For fans of Strictly Come Dancing, dissecting the sartorial choices made by female presenter Tess Daly is as much a part of the joy of viewing as, say, trying to predict Len Goodman's scores (SEVEN) or debating the rights and wrongs of illegal lifts.
What Tess wears is all part of the frou-frou of the format. So it's no wonder that there was a kerfuffle among viewers when she dared to bare more than seemed befitting of a lady who presents a family-friendly show before the watershed.
Twitter was all aflutter with musings that ranged from whether Tess' formidable curves have benefited from some surgical enhancement, to if her fuller figure could indicate that she is 'with child'.
But as it turned out, Tess simply hadn't clocked herself in the mirror. Or so she told 'Hello' magazine in an interview published this week. Apparently Tess was simply unaware of quite how much flesh she had been flashing until she watched the sister show after the episode had aired. She has since vowed to cover up her curves to avoid distracting the viewers, and is reported to have said: "Oh my God, why did nobody tell me about the boobs?"

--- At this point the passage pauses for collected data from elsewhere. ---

//! ExtractHandler - file bytes → text → sections, metadata and key sentences.

use std::sync::Arc;
use std::time::Instant;

use async_trait::async_trait;
use serde_json::Value as JsonValue;
use tracing::{debug, info};

use papyrus_core::defaults::{PROGRESS_GENERATED, PROGRESS_TEXT_READY};
use papyrus_core::{
    Error, ExtractedDocument, ExtractionOptions, Repositories, Result, Task, TaskType,
};
use papyrus_inference::DocumentAnalyzer;

use crate::extraction::ExtractionRegistry;
use crate::handler::{JobContext, TaskHandler};
use crate::metadata::document_metadata;
use crate::sections::split_sections;

pub struct ExtractHandler {
    repos: Repositories,
    registry: Arc<ExtractionRegistry>,
}

impl ExtractHandler {
    pub fn new(repos: Repositories, registry: Arc<ExtractionRegistry>) -> Self {
        Self { repos, registry }
    }
}

#[async_trait]
impl TaskHandler for ExtractHandler {
    fn task_type(&self) -> TaskType {
        TaskType::Extract
    }

    fn requires_llm(&self, task: &Task) -> bool {
        task.options_as::<ExtractionOptions>().key_sentences
    }

    async fn execute(&self, ctx: JobContext) -> Result<JsonValue> {
        let start = Instant::now();
        let file_id = ctx.file_id()?;
        let options: ExtractionOptions = ctx.options_as();

        let file = self
            .repos
            .documents
            .get_unscoped(file_id)
            .await?
            .ok_or(Error::FileNotFound(file_id))?;
        let file_type = file.kind().ok_or_else(|| {
            Error::Extraction(format!("Unsupported file type: {}", file.file_type))
        })?;

        let data = tokio::fs::read(&file.storage_path).await.map_err(|e| {
            Error::Extraction(format!(
                "Failed to read '{}' from storage: {}",
                file.filename, e
            ))
        })?;

        debug!(
            subsystem = "jobs",
            component = "extract",
            file_id = %file_id,
            file_type = %file_type,
            size = data.len(),
            "Extracting document text"
        );
        let raw = self
            .registry
            .extract(file_type, &data, &file.filename)
            .await?;
        let text = raw.text.trim().to_string();
        if text.is_empty() {
            return Err(Error::Extraction(format!(
                "No text could be extracted from '{}'",
                file.filename
            )));
        }
        ctx.report_progress(PROGRESS_TEXT_READY, Some("Text extracted"));

        let sections = options.split_sections.then(|| split_sections(&text));
        let metadata = options
            .include_metadata
            .then(|| document_metadata(&text, data.len() as u64, file_type, raw.page_count));

        let key_sentences = if options.key_sentences {
            let analyzer = DocumentAnalyzer::new(ctx.backend()?);
            let labelled = analyzer.classify_key_sentences(&text).await?;
            ctx.report_progress(PROGRESS_GENERATED, Some("Key sentences classified"));
            Some(labelled)
        } else {
            None
        };

        info!(
            subsystem = "jobs",
            component = "extract",
            file_id = %file_id,
            text_len = text.len(),
            section_count = sections.as_ref().map_or(0, Vec::len),
            duration_ms = start.elapsed().as_millis() as u64,
            "Extraction completed"
        );

        let document = ExtractedDocument {
            extracted_text: text,
            sections,
            metadata,
            key_sentences,
        };
        Ok(serde_json::to_value(document)?)
    }
}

Why did nobody tell her? Well now, why would they? We live in an era in which it's perfectly normal for everyone from A-listers to wannabe pop stars to tweet snaps of themselves semi-naked, so the suggestion that Tess expects a Mary Whitehouse-style wardrobe intervention to protect her modesty seems a touch disingenuous to me. Senior execs telling a female presenter to cover up? I just don't think that's ever going to happen in telly land. As a former model, Tess Daly is no stranger to getting her kit off for the cameras – she modelled for lingerie brand La Senza in 2009 and has had her day gracing the lad's mags too, so I suspect her modesty isn't uppermost in the minds of those who hired her.
And the cynics among us will no doubt claim that Tess knew exactly what she was doing when she donned that scarlet split-to-the-thigh dress. Surely there can be no better way to keep ratings up than by keeping necklines ultra-low, and by drawing attention to her attire, even though the furore has long since died down, Tess is effectively ensuring that her face, amongst other things, remains on the front pages, which is no bad thing for a 40-something female TV presenter.

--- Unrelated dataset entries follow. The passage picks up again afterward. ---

//! Background job queue abstraction.
//!
//! The queue only carries transient job state. The durable task record in
//! the database stays the source of truth; see [`crate::reconcile`] for how
//! the two are brought back in line.

mod memory;
mod redis_queue;

pub use memory::MemoryJobQueue;
pub use redis_queue::{build_queue, RedisConfig, RedisJobQueue};

use async_trait::async_trait;

use papyrus_core::{QueueJobStatus, QueueStats, QueuedJob, Result};

/// A FIFO queue of task jobs with per-job status tracking.
#[async_trait]
pub trait JobQueue: Send + Sync {
    /// Short backend name for logs.
    fn name(&self) -> &str;

    /// Append a job and mark it `queued`. Returns the job id.
    async fn enqueue(&self, job: &QueuedJob) -> Result<String>;

    /// Pop the oldest queued job, if any.
    async fn dequeue(&self) -> Result<Option<QueuedJob>>;

    /// Current status of a job, or `None` when the job is unknown or expired.
    async fn job_status(&self, job_id: &str) -> Result<Option<QueueJobStatus>>;

    /// Error recorded for a failed job.
    async fn job_error(&self, job_id: &str) -> Result<Option<String>>;

    /// Record a status transition, with an error message for failures.
    async fn set_job_status(
        &self,
        job_id: &str,
        status: QueueJobStatus,
        error: Option<&str>,
    ) -> Result<()>;

    /// Cancel a job that has not started yet. Returns whether it was cancelled.
    async fn cancel(&self, job_id: &str) -> Result<bool>;

    /// Queue counters.
    async fn stats(&self) -> Result<QueueStats>;

    /// Whether the backend currently answers.
    async fn is_available(&self) -> bool;
}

But I think we should credit Tess with significantly more intelligence that that. Maybe the dress was a desperate effort to boost ratings and keep her name in the papers, maybe it wasn't, we'll never know for sure. In these days of austerity measures, maybe the budget at the Beeb doesn't stretch to a dressing-room mirror, but whatever the truth behind the dress that rendered an imagination somewhat surplus to requirements, you can be sure that nobody forced Tess to fake feeling mortified by her fashion faux pas.
It would have been fair enough – and equally good in the publicity stakes – if she'd defended her choice of dress and silenced her critics with a well-placed word about how tough it is to be a woman of a certain age in the spotlight. But instead she held up her hands to a momentary lapse of judgment in the frock department, and vowed to keep her assets under wraps in future. And for that, I applaud her.
Only time will tell whether Tess adheres to her new demure dress code but in these days of endless flesh-baring in the name of fame and the quest for column inches, it is refreshing to hear a woman disavowing the practice of disrobing and calling for a return to a bit of sartorial decorum. It's also a deft touch for a woman whose husband landed himself in trouble (and in the headlines) for sending racy texts to a glamour model. It might be on-trend and more effective to bare all, but it will always be sweeter and more fitting to dress a little decorously.